After fleeing Nazi Germany in the 1930s, Dr. Gray’s family settled in New Haven, Connecticut, where her father taught European history at Yale University. Raised by academics in a college town, Dr. Gray began her undergraduate studies at Bryn Mawr College at the age of 15 and extended her studies at Oxford through her Fulbright award after graduation. She subsequently earned her Ph.D. and began teaching in 1957 at Harvard University as that institution’s first woman to tutor in history and literature. In 1960, Dr. Gray moved to Chicago with her husband, Charles Montgomery Gray, and continued to pursue her academic studies in medieval and Renaissance European history as a Newberry Fellow. She taught Western civilization at the University of Chicago in 1961, where she also built relationships within the history department and university administration.
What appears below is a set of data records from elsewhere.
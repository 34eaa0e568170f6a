//! Domain Models
//!
//! Trades, derived holdings and the per-pass price snapshot.
//! Uses `rust_decimal` for all monetary values - never use f64 for money!

use rust_decimal::Decimal;
use serde::{Deserialize, Serialize};
use std::collections::HashMap;

use crate::error::{Result, TrackerError};

/// A single recorded purchase
#[derive(Clone, Debug, PartialEq, Eq, Serialize, Deserialize)]
pub struct Trade {
    /// Ticker symbol (e.g., "BTC", "ETH")
    pub symbol: String,

    /// Units bought
    pub quantity: Decimal,

    /// Price paid per unit
    pub price: Decimal,
}

impl Trade {
    pub fn new(symbol: impl Into<String>, quantity: Decimal, price: Decimal) -> Self {
        Self {
            symbol: symbol.into(),
            quantity,
            price,
        }
    }

    /// Amount paid for this trade, `None` if it does not fit a `Decimal`
    pub fn cost(&self) -> Option<Decimal> {
        self.quantity.checked_mul(self.price)
    }

    pub fn is_valid(&self) -> bool {
        self.quantity > Decimal::ZERO && self.price > Decimal::ZERO
    }
}

/// Aggregated position in one symbol, derived from all of its trades.
///
/// Never stored; recomputed on every valuation pass. Market-dependent
/// figures take the market price as an argument instead of caching it.
#[derive(Clone, Debug, PartialEq, Eq, Serialize, Deserialize)]
pub struct Holding {
    pub symbol: String,

    /// Sum of trade quantities
    pub quantity: Decimal,

    /// Cost-weighted mean purchase price
    pub average_cost: Decimal,
}

impl Holding {
    pub fn new(symbol: impl Into<String>, quantity: Decimal, average_cost: Decimal) -> Self {
        Self {
            symbol: symbol.into(),
            quantity,
            average_cost,
        }
    }

    /// Build a holding from a symbol's trades.
    ///
    /// Returns `Ok(None)` when the quantities sum to zero, and
    /// `TrackerError::Overflow` when a sum leaves the `Decimal` range.
    pub fn from_trades<'a>(
        symbol: impl Into<String>,
        trades: impl IntoIterator<Item = &'a Trade>,
    ) -> Result<Option<Self>> {
        let symbol = symbol.into();
        let overflow = || TrackerError::overflow(symbol.as_str());

        let (total_qty, total_cost) = trades
            .into_iter()
            .try_fold((Decimal::ZERO, Decimal::ZERO), |(qty, cost), t| {
                Some((qty.checked_add(t.quantity)?, cost.checked_add(t.cost()?)?))
            })
            .ok_or_else(overflow)?;

        if total_qty.is_zero() {
            return Ok(None);
        }

        let average_cost = total_cost.checked_div(total_qty).ok_or_else(overflow)?;
        Ok(Some(Self::new(symbol, total_qty, average_cost)))
    }

    fn overflow(&self) -> TrackerError {
        TrackerError::overflow(self.symbol.as_str())
    }

    /// Total amount paid for the position
    pub fn total_cost(&self) -> Result<Decimal> {
        self.quantity
            .checked_mul(self.average_cost)
            .ok_or_else(|| self.overflow())
    }

    /// Current value: quantity * market price
    pub fn valuation(&self, market_price: Decimal) -> Result<Decimal> {
        self.quantity
            .checked_mul(market_price)
            .ok_or_else(|| self.overflow())
    }

    /// Unrealized profit or loss at the given market price
    pub fn pnl(&self, market_price: Decimal) -> Result<Decimal> {
        market_price
            .checked_sub(self.average_cost)
            .and_then(|gain| self.quantity.checked_mul(gain))
            .ok_or_else(|| self.overflow())
    }

    /// Percentage return over the average cost.
    ///
    /// `average_cost` is positive for every holding built from validated trades.
    pub fn profit_percent(&self, market_price: Decimal) -> Result<Decimal> {
        market_price
            .checked_sub(self.average_cost)
            .and_then(|gain| gain.checked_div(self.average_cost))
            .and_then(|ratio| ratio.checked_mul(Decimal::ONE_HUNDRED))
            .ok_or_else(|| self.overflow())
    }
}

/// Market prices used by a single valuation pass
#[derive(Clone, Debug, Default, PartialEq, Eq, Serialize, Deserialize)]
pub struct PriceSnapshot {
    prices: HashMap<String, Decimal>,
}

impl PriceSnapshot {
    pub fn new() -> Self {
        Self::default()
    }

    pub fn get(&self, symbol: &str) -> Option<Decimal> {
        self.prices.get(symbol).copied()
    }

    pub fn insert(&mut self, symbol: impl Into<String>, price: Decimal) {
        self.prices.insert(symbol.into(), price);
    }

    pub fn contains(&self, symbol: &str) -> bool {
        self.prices.contains_key(symbol)
    }

    pub fn len(&self) -> usize {
        self.prices.len()
    }

    pub fn is_empty(&self) -> bool {
        self.prices.is_empty()
    }
}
In 1972, Dr. Gray transitioned into higher education administration as Northwestern University’s first woman dean of the College of Arts and Sciences, a distinction repeated as the first woman as acting president of Yale University in 1974, and the first woman president of the University of Chicago in 1978. Dr. Gray assumed the presidency at the University of Chicago during a period of widespread fiscal uncertainty and low enrollment in the U.S. higher education system. Facing budget deficits, decreased enrollment, and fewer academic positions, Dr. Gray engaged new donors, proposed an ambitious campus expansion, and redesigned undergraduate and graduate programs.
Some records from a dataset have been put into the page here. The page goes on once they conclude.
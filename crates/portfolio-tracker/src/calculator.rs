//! Holdings Calculator
//!
//! Turns the trade ledger into valued holdings:
//!
//! ```text
//! TradeLedger ──► aggregate per symbol ──► PriceLookup ──► PriceSnapshot
//!                  (Σqty, Σqty·price)          │
//!                                              ▼
//!                                       AlertDispatcher
//!                                              │
//!                          sort by valuation ◄─┘
//! ```
//!
//! A pass either values every symbol or fails as a whole: one missing price
//! poisons the snapshot that export and summary depend on.

use std::sync::Arc;

use rust_decimal::Decimal;

use crate::alerts::{AlertDispatcher, PriceListener};
use crate::error::{Result, TrackerError};
use crate::ledger::TradeLedger;
use crate::model::{Holding, PriceSnapshot};
use crate::pricing::PriceLookup;

/// Result of one valuation pass
#[derive(Clone, Debug, Default, PartialEq, Eq)]
pub struct Valuation {
    /// Holdings sorted by descending valuation
    pub holdings: Vec<Holding>,

    /// Market prices used for this pass
    pub snapshot: PriceSnapshot,
}

impl Valuation {
    pub fn into_parts(self) -> (Vec<Holding>, PriceSnapshot) {
        (self.holdings, self.snapshot)
    }

    /// Market price used for a holding in this pass
    pub fn market_price(&self, holding: &Holding) -> Option<Decimal> {
        self.snapshot.get(&holding.symbol)
    }

    /// Holdings paired with their market price, in report order
    pub fn entries(&self) -> impl Iterator<Item = (&Holding, Decimal)> {
        self.holdings
            .iter()
            .filter_map(|h| self.market_price(h).map(|price| (h, price)))
    }

    pub fn total_value(&self) -> Result<Decimal> {
        checked_sum(self.entries().map(|(h, price)| h.valuation(price)))
    }

    pub fn total_cost(&self) -> Result<Decimal> {
        checked_sum(self.holdings.iter().map(Holding::total_cost))
    }

    pub fn total_pnl(&self) -> Result<Decimal> {
        checked_sum(self.entries().map(|(h, price)| h.pnl(price)))
    }

    pub fn len(&self) -> usize {
        self.holdings.len()
    }

    pub fn is_empty(&self) -> bool {
        self.holdings.is_empty()
    }
}

fn checked_sum(mut amounts: impl Iterator<Item = Result<Decimal>>) -> Result<Decimal> {
    amounts.try_fold(Decimal::ZERO, |total, amount| {
        total
            .checked_add(amount?)
            .ok_or_else(|| TrackerError::overflow("portfolio total"))
    })
}

pub struct HoldingsCalculator {
    prices: Arc<dyn PriceLookup>,
    alerts: AlertDispatcher,
}

impl HoldingsCalculator {
    pub fn new(prices: Arc<dyn PriceLookup>) -> Self {
        Self {
            prices,
            alerts: AlertDispatcher::new(),
        }
    }

    /// Register a listener notified of every price used in a pass
    pub fn add_listener<L: PriceListener + 'static>(&mut self, listener: L) {
        self.alerts.register(listener);
    }

    pub fn alerts(&self) -> &AlertDispatcher {
        &self.alerts
    }

    /// Value every symbol in the ledger.
    ///
    /// Listeners fire once per valued symbol on every call, so calling this
    /// twice notifies twice. Amounts outside the `Decimal` range fail the
    /// pass with `TrackerError::Overflow`.
    pub fn compute_holdings(&self, ledger: &TradeLedger) -> Result<Valuation> {
        let mut snapshot = PriceSnapshot::new();
        // Holding with its valuation at this pass's market price
        let mut priced: Vec<(Holding, Decimal)> = Vec::with_capacity(ledger.symbol_count());

        for (symbol, trades) in ledger.iter() {
            let Some(holding) = Holding::from_trades(symbol, trades)? else {
                tracing::debug!(symbol, "skipping symbol with zero net quantity");
                continue;
            };

            let market_price = self.prices.market_price(symbol)?;
            let value = holding.valuation(market_price)?;
            tracing::debug!(
                symbol,
                quantity = %holding.quantity,
                average_cost = %holding.average_cost,
                %market_price,
                source = self.prices.name(),
                "holding valued"
            );

            snapshot.insert(symbol, market_price);
            self.alerts.dispatch(symbol, market_price)?;
            priced.push((holding, value));
        }

        // Stable: equal valuations keep ledger order
        priced.sort_by(|(_, a), (_, b)| b.cmp(a));

        Ok(Valuation {
            holdings: priced.into_iter().map(|(holding, _)| holding).collect(),
            snapshot,
        })
    }
}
By 1991, university enrollment had increased by 28%, and, upon her retirement in 1993, Dr. Gray was described as “one of the most productive presidents in the University of Chicago’s history.” Today, the University of Chicago is a mainstay on the Fulbright Top Producing Institutions list, producing 31 Fulbright U.S. Student award finalists in 2020.
In recognition of her academic and administrative achievements, Dr. Gray has received countless honors, including more than 60 honorary degrees, the Medal of Liberty from President Ronald Reagan, and the Presidential Medal of Freedom from President George H.W. Bush.
In an interview with the Princeton University Press for her 2018 memoir, An Academic Life, Dr. Gray considered her duty towards the U.S. higher education system: “To become a historian was to become an academic, and I was increasingly engaged in coming to know and becoming involved in the academic institutions in which I studied and taught, in their missions and in the powerful need to strengthen and preserve those as they were threatened or distorted in times of crisis or complacency.”
Due to Dr. Hanna Holborn Gray’s perseverance, a new generation of thinkers has been shaped by high-quality education and prepared to reshape the world.